Strengths of 'Spider-Man: Homecoming' are its jaunty high school scenes
At times, “Homecoming,” which stars Tom Holland as the web-slinger, resembles a very good after-school special embedded in a cacophonous franchise flick.
Chuck Zlotnick/Columbia Pictures-Sony/AP
“Spider-Man: Homecoming” is the first Spider-Man movie to entirely overlap the Marvel Comics universe. The reasons for this are corporate, not aesthetic (Columbia Pictures controlled previous “Spider-Man” movies), and I suppose this means that instead of having, say, 47 intersecting Marvel spinoffs, now we’ll have 326 stretching into the next millennium.
Tom Holland, reprising his appearance from “Captain America: Civil War,” plays Spider-Man, as, well, Spider-Boy. His engaging bumptiousness is a kicky change from Andrew Garfield’s more brooding incarnation. Peter Parker is very much the 15-year-old high school semi-nerd here, except for those after-class moments when he’s fighting crime. He has a crush on senior Liz (Laura Harrier) and ends up revealing his Spideyness to best friend Ned (Jacob Batalon), who is a sort of geek Sancho Panza to Peter’s high-flying Don Quixote.

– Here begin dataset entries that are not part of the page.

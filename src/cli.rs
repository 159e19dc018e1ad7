use crate::request::{ChallengeTransport, IssuanceRequest};
use crate::time::ParsedDuration;
use anyhow::Context;
use clap::Args;
use std::net::SocketAddr;
use std::path::PathBuf;

/// Describes which certificate to work on, either inline or as a JSON request document.
#[derive(Debug, Clone, Args, Default)]
pub struct RequestArguments {
    /// Correlation ID linking renewals to the same certificate. Without one, a new certificate
    /// is issued every time.
    #[clap(long, default_value = "")]
    pub id: String,
    /// Domain names to include in the certificate. The first one is the primary domain.
    #[clap(short, long, value_delimiter = ',', num_args = 1..)]
    pub domains: Vec<String>,
    /// Placeholder certificate the TLS-ALPN proof certificate is imported over
    #[clap(long)]
    pub challenge_certificate: Option<String>,
    /// Read the request as JSON (`{"id", "domains", "challengeCertificateArn"}`) from this
    /// file instead, or from standard input when `-` is given
    #[clap(long, conflicts_with_all = ["id", "domains", "challenge_certificate"])]
    pub request: Option<PathBuf>,
}

impl RequestArguments {
    pub fn into_request(self) -> anyhow::Result<IssuanceRequest> {
        let Some(path) = self.request else {
            return Ok(IssuanceRequest {
                id: self.id,
                domains: self.domains,
                challenge_certificate_identity: self.challenge_certificate,
            });
        };
        let document = if path.as_os_str() == "-" {
            std::io::read_to_string(std::io::stdin()).context("Reading request from stdin")?
        } else {
            std::fs::read_to_string(&path)
                .with_context(|| format!("Reading request file {}", path.display()))?
        };
        serde_json::from_str(&document).context("Parsing issuance request")
    }
}

#[derive(Debug, Args)]
pub struct IssueCommand {
    #[clap(flatten)]
    pub request: RequestArguments,
    /// How to prove control of the domains to the CA
    #[clap(short, long, value_enum, default_value_t = ChallengeTransport::Http)]
    pub transport: ChallengeTransport,
    /// DynamoDB table holding HTTP-01 challenges
    #[clap(long, env = "EDGECERT_TABLE")]
    pub table: Option<String>,
    /// Renew once the current certificate has at most this much validity left (e.g. `7d`)
    #[clap(long)]
    pub renewal_window: Option<ParsedDuration>,
}

#[derive(Debug, Args)]
pub struct StatusCommand {
    #[clap(flatten)]
    pub request: RequestArguments,
    #[clap(long)]
    pub renewal_window: Option<ParsedDuration>,
}

#[derive(Debug, Args)]
pub struct ServeCommand {
    /// Address to listen on
    #[clap(short, long, env = "EDGECERT_LISTEN")]
    pub listen: Option<SocketAddr>,
    /// DynamoDB table holding HTTP-01 challenges
    #[clap(long, env = "EDGECERT_TABLE")]
    pub table: Option<String>,
}
//! The certificate manager that edge services pull their certificates from.

use anyhow::Error;
use async_trait::async_trait;
use std::sync::Arc;
use time::OffsetDateTime;

pub mod acm;
pub mod memory;

pub use memory::MemoryTrustStore;

#[derive(Debug, Clone, PartialEq, Eq)]
pub struct CertificateSummary {
    /// Stable handle of the certificate (an ARN for ACM)
    pub identity: String,
    pub domain: String,
}

/// One page of a certificate listing. `next_token` is `None` on the last page.
#[derive(Debug, Clone, Default, PartialEq, Eq)]
pub struct CertificatePage {
    pub certificates: Vec<CertificateSummary>,
    pub next_token: Option<String>,
}

#[derive(Debug, Clone, PartialEq, Eq, Hash)]
pub struct Tag {
    pub key: String,
    pub value: String,
}

impl Tag {
    pub fn new(key: impl Into<String>, value: impl Into<String>) -> Self {
        Self {
            key: key.into(),
            value: value.into(),
        }
    }
}

#[derive(Debug, Clone, PartialEq, Eq)]
pub struct ImportRequest {
    /// Import over this existing certificate instead of creating a new one
    pub identity: Option<String>,
    pub certificate: String,
    pub chain: Option<String>,
    pub private_key: String,
    /// Only allowed for new certificates
    pub tags: Vec<Tag>,
}

#[async_trait]
pub trait TrustStore: Send + Sync {
    async fn list_certificates(&self, next_token: Option<String>) -> Result<CertificatePage, Error>;
    async fn list_tags(&self, identity: &str) -> Result<Vec<Tag>, Error>;
    async fn not_after(&self, identity: &str) -> Result<OffsetDateTime, Error>;
    /// Returns the identity of the imported certificate, which equals `request.identity` when set.
    async fn import_certificate(&self, request: ImportRequest) -> Result<String, Error>;
}

#[async_trait]
impl<T: TrustStore + ?Sized> TrustStore for Arc<T> {
    async fn list_certificates(&self, next_token: Option<String>) -> Result<CertificatePage, Error> {
        (**self).list_certificates(next_token).await
    }

    async fn list_tags(&self, identity: &str) -> Result<Vec<Tag>, Error> {
        (**self).list_tags(identity).await
    }

    async fn not_after(&self, identity: &str) -> Result<OffsetDateTime, Error> {
        (**self).not_after(identity).await
    }

    async fn import_certificate(&self, request: ImportRequest) -> Result<String, Error> {
        (**self).import_certificate(request).await
    }
}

The Avengers are represented mostly by Robert Downey Jr.’s Tony Stark, in a cameo, who isn’t quite ready to give Peter his full Avengers seal of approval. Chief baddie is Michael Keaton’s Adrian Toomes, a salvage contractor-turned-superpowered arms dealer. His character is able to morph into the Vulture, outfitted with big metal wings that, inevitably, draw comparison to Keaton’s Birdman (but not his Batman).

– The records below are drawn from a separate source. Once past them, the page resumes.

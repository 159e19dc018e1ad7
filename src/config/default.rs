use crate::config::{ConfigBackend, Configuration};
use crate::issuer::LETS_ENCRYPT_DIRECTORY;
use crate::solver::tls_alpn::DEFAULT_SETTLE_INTERVAL;
use crate::time::ParsedDuration;
use anyhow::Error;
use std::net::{Ipv4Addr, SocketAddr};
use std::path::Path;
use std::time::Duration;

pub const DEFAULT_TABLE_NAME: &str = "edgecert-challenges";
pub const DEFAULT_CORRELATION_TAG: &str = "Edgecert-Certificate-ID";
const DEFAULT_RENEWAL_WINDOW: Duration = Duration::from_secs(7 * 24 * 60 * 60);
const DEFAULT_ISSUE_TIMEOUT: Duration = Duration::from_secs(10 * 60);
const DEFAULT_LISTEN_PORT: u16 = 8080;

#[derive(Debug, Clone, Default)]
pub struct DefaultConfig {}

impl DefaultConfig {
    pub fn get_config(&self) -> Configuration {
        Configuration {
            directory_url: LETS_ENCRYPT_DIRECTORY.to_string(),
            contact_email: None,
            table_name: DEFAULT_TABLE_NAME.to_string(),
            correlation_tag: DEFAULT_CORRELATION_TAG.to_string(),
            renewal_window: ParsedDuration::from(DEFAULT_RENEWAL_WINDOW),
            object_storage_delay: ParsedDuration::from(Duration::ZERO),
            tls_alpn_settle: ParsedDuration::from(DEFAULT_SETTLE_INTERVAL),
            issue_timeout: ParsedDuration::from(DEFAULT_ISSUE_TIMEOUT),
            listen_address: SocketAddr::from((Ipv4Addr::UNSPECIFIED, DEFAULT_LISTEN_PORT)),
        }
    }
}

impl ConfigBackend for DefaultConfig {
    fn load<P: AsRef<Path>>(_file: P) -> Result<Configuration, Error> {
        Ok(Self::default().get_config())
    }
}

Director Jon Watts and his five other screenwriters are better at the small stuff – the jaunty high school scenes – than the kapowie CGI battle sequences. At times, “Homecoming” resembles a very good after-school special embedded in a cacophonous franchise flick. That’s probably not the demographic the filmmakers were most hoping to please. Grade: B- (Rated PG-13 for sci-fi action violence, some language, and brief suggestive comments.)